Aktueller Stand im Vatikan-Prozess (1)
Die vatikanische Gendarmerie
In den letzten Sitzungen des Prozesses, in dem zahlreiche Angeklagte vor Gericht stehen, wurden verschiedene Zeugen gehört. Unter den Angeklagten, denen verschiedene Straftaten, insbesondere aber im Zusammenhang mit der Affäre um das „Londoner Gebäude“ in der Sloane Avenue, zur Last gelegt werden, befindet sich auch Kardinal Angelo Becciu.
In den Sitzungen wurde auch der Leiter des Gendarmeriekorps des Staates der Vatikanstadt, Kommissar Stefano De Santis, vernommen. Der Zeuge erklärte, dass alle durchgeführten Ermittlungen auf eine Klage des Generaldirektors des Instituts für die Werke der Religion (IOR) - der Vatikanbank - Gian Franco Mammì folgten, die sich auf die vom Staatssekretariat geforderten 150 Millionen Euro bezog. Daraufhin sei man tätig geworden und hätte zahlreiche Untersuchungen unter der Leitung der Justizbehörde eingeleitet. So wurden in einer Meldung des Generalauditor Alessandro Cassinis Righini am 8. August 2019 „Anomalien bei der Verwaltung der Vermögenswerte des Staatssekretariats“ angeprangert: der „Charakter“ der Investitionen, die bis 2013 zunächst sehr konservativ waren, wurde offenbar danach eher spekulativ. Eine Durchsuchung des Staatssekretariats und des Hauses des Direktors der Finanzfahndungsbehörde, Tommaso di Ruzza, am 1. Oktober 2019 brachte erste Antworten, die die Rolle von Fabrizio Tirabassi bei den Unregelmäßigkeiten aufzeigten.
Der Fall Cecilia Marogna
Die slowenische Polizei, so berichtete Kommissar Stefano De Santis, „berichtete uns von einem italienischen Staatsbürger, der dabei war, einen vatikanischen Staatssekretär (...) um 575.000 Euro für angebliche Beiträge zu humanitären Missionen zu betrügen“. Dabei handelte es sich um Cecilia Marogna. Der Kommissar: „Die eingehenden Untersuchungen, die über sie durchgeführt wurden, zeigten das Bild einer Frau, die die erhaltenen Gelder für Reisen und persönliche Ausgaben verschleuderte.“ Der Zeuge berichtete auch von einem Treffen mit Kardinal Becciu am 3. Oktober 2020, bei dem dieser „uns gebeten hat, die Person Cecilia Marogna nicht hervorzuheben“. Der Kardinal dementierte in einer spontanen Erklärung die Aussagen des Kommissars.
Ozieri und Spes
Auch der Fall der Diözese Ozieri und Spes, einer sozialen Genossenschaft, die von Antonino Becciu, dem Bruder des Kardinals, geleitet wird, wurde untersucht. Kommissar De Santis sprach von Zahlungen, die nicht auf die offiziellen Konten der Diözese eingezahlt worden waren, und von Dokumenten, die der Bischof verfasst hatte, um die Zahlung von Beiträgen der Italienischen Bischofskonferenz an die Genossenschaft zu „befürworten“.

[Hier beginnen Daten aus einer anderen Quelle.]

//! Caller-owned analysis session
//!
//! An [`AnalysisSession`] bundles an [`EngineConfig`] with its own
//! [`OperationLog`] and drives the align → compute → rank pipeline. Sessions
//! share nothing, so each logical caller should hold its own.

mod config;

pub use config::{EngineConfig, RankingConfig};

use crate::alignment::{AlignedTableSet, ColumnCoverage, SeriesAligner};
use crate::association::{AssociationCalculator, AssociationMatrix, AssociationRecord, CorrelationMethod};
use crate::error::Result;
use crate::oplog::{OperationLog, OperationLogEntry};
use crate::ranking::{FeatureRanker, RankMetric, RankOptions, RankedFeatureList};
use crate::table::LabeledSeriesTable;
use serde::{Deserialize, Serialize};
use std::collections::BTreeMap;
use tracing::info;

/// Inputs of a one-shot [`AnalysisSession::analyze`] run
#[derive(Debug, Clone)]
pub struct AnalysisRequest {
    pub tables: BTreeMap<String, LabeledSeriesTable>,
    pub time_columns: BTreeMap<String, String>,
    pub target_domain: String,
    pub target_column: String,
    pub metric: RankMetric,
    /// Falls back to `RankingConfig::default_top_n`
    pub top_n: Option<usize>,
    /// Falls back to the metric's default direction
    pub by_magnitude: Option<bool>,
}

impl AnalysisRequest {
    pub fn new(target_domain: impl Into<String>, target_column: impl Into<String>) -> Self {
        Self {
            tables: BTreeMap::new(),
            time_columns: BTreeMap::new(),
            target_domain: target_domain.into(),
            target_column: target_column.into(),
            metric: RankMetric::Pearson,
            top_n: None,
            by_magnitude: None,
        }
    }

    /// Add a domain table together with its time column
    pub fn with_table(mut self, table: LabeledSeriesTable, time_column: impl Into<String>) -> Self {
        let domain = table.domain().to_string();
        self.time_columns.insert(domain.clone(), time_column.into());
        self.tables.insert(domain, table);
        self
    }

    pub fn with_metric(mut self, metric: RankMetric) -> Self {
        self.metric = metric;
        self
    }

    pub fn with_top_n(mut self, top_n: usize) -> Self {
        self.top_n = Some(top_n);
        self
    }

    pub fn with_by_magnitude(mut self, by_magnitude: bool) -> Self {
        self.by_magnitude = Some(by_magnitude);
        self
    }
}

/// Result of [`AnalysisSession::analyze`]
#[derive(Debug, Clone, PartialEq, Serialize, Deserialize)]
pub struct AnalysisReport {
    pub grid_len: usize,
    pub skipped_domains: Vec<String>,
    pub coverage: Vec<ColumnCoverage>,
    /// Every association record, including undefined ones
    pub records: Vec<AssociationRecord>,
    pub ranked: RankedFeatureList,
}

impl AnalysisReport {
    pub fn to_json(&self) -> Result<String> {
        Ok(serde_json::to_string_pretty(self)?)
    }
}

/// Configuration plus operation log for one logical caller
#[derive(Debug, Default)]
pub struct AnalysisSession {
    config: EngineConfig,
    log: OperationLog,
}

impl AnalysisSession {
    /// Create a session with default configuration
    pub fn new() -> Self {
        Self::default()
    }

    /// Create a session from a validated configuration
    pub fn with_config(config: EngineConfig) -> Result<Self> {
        config.validate()?;
        Ok(Self {
            config,
            log: OperationLog::new(),
        })
    }

    pub fn config(&self) -> &EngineConfig {
        &self.config
    }

    pub fn log(&self) -> &OperationLog {
        &self.log
    }

    /// Snapshot of the operation log
    pub fn history(&self) -> Vec<OperationLogEntry> {
        self.log.history()
    }

    /// Clear the operation log
    pub fn reset(&self) {
        self.log.clear();
    }

    pub fn align(
        &self,
        tables: &BTreeMap<String, LabeledSeriesTable>,
        time_columns: &BTreeMap<String, String>,
    ) -> Result<AlignedTableSet> {
        SeriesAligner::with_config(self.config.alignment.clone()).align(tables, time_columns, &self.log)
    }

    pub fn compute(
        &self,
        aligned: &AlignedTableSet,
        target_domain: &str,
        target_column: &str,
    ) -> Result<Vec<AssociationRecord>> {
        AssociationCalculator::with_config(self.config.association.clone()).compute(
            aligned,
            target_domain,
            target_column,
            &self.log,
        )
    }

    pub fn matrix(&self, aligned: &AlignedTableSet, method: CorrelationMethod) -> Result<AssociationMatrix> {
        AssociationCalculator::with_config(self.config.association.clone()).matrix(aligned, method, &self.log)
    }

    /// Rank with explicit parameters; the session's p-value threshold applies
    pub fn rank(
        &self,
        records: &[AssociationRecord],
        metric: RankMetric,
        top_n: usize,
        by_magnitude: bool,
    ) -> Result<RankedFeatureList> {
        let options = RankOptions::new(metric, top_n)
            .with_by_magnitude(by_magnitude)
            .with_max_p_value(self.config.ranking.max_p_value);
        FeatureRanker::new().rank_with_options(records, &options, &self.log)
    }

    /// Rank with the configured `default_top_n` and the metric's default direction
    pub fn rank_default(&self, records: &[AssociationRecord], metric: RankMetric) -> Result<RankedFeatureList> {
        self.rank(
            records,
            metric,
            self.config.ranking.default_top_n,
            metric.default_by_magnitude(),
        )
    }

    /// Align, associate and rank in one call
    pub fn analyze(&self, request: &AnalysisRequest) -> Result<AnalysisReport> {
        let aligned = self.align(&request.tables, &request.time_columns)?;
        let records = self.compute(&aligned, &request.target_domain, &request.target_column)?;
        let ranked = self.rank(
            &records,
            request.metric,
            request.top_n.unwrap_or(self.config.ranking.default_top_n),
            request
                .by_magnitude
                .unwrap_or_else(|| request.metric.default_by_magnitude()),
        )?;

        info!(
            domains = aligned.len(),
            grid_len = aligned.grid().len(),
            records = records.len(),
            ranked = ranked.len(),
            "Analysis complete"
        );

        Ok(AnalysisReport {
            grid_len: aligned.grid().len(),
            skipped_domains: aligned.skipped_domains().to_vec(),
            coverage: aligned.coverage(),
            records,
            ranked,
        })
    }
}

Rückblick auf das Treffen bei Kardinal Becciu
In der 29. Anhörung wurde die Befragung von Herrn De Santis fortgesetzt. Sie dauerte etwa sieben Stunden. Der Zeuge kam auf das Treffen vom 3. Oktober 2020 zwischen Kardinal Angelo Becciu und dem Kommandanten des Gendarmeriekorps, Gianluca Gauzzi Broccoletti, im Haus des Kardinals zurück und behauptete, dass das Treffen von Becciu arrangiert worden sei. Doch der Kardinal erwiderte, dass er von Gauzzi per SMS kontaktiert worden sei. Das Treffen sollte geheim bleiben, aber De Santis sagte, er habe nicht gesehen, dass „der Kardinal erstaunt oder überrascht“ gewesen sei, die beiden hohen Gendarmerieoffiziere zu empfangen, was darauf hindeutet, „dass es sich um ein vereinbartes Treffen handelte“. De Santis stellte fest: „Wir haben dem Kardinal nie gesagt, dass dieses Treffen geheim sein sollte, niemals! Ein Kommandant, der sich zum Haus eines Kardinals begibt, wäre im Vatikan aufgefallen“, sagte der Kommissar.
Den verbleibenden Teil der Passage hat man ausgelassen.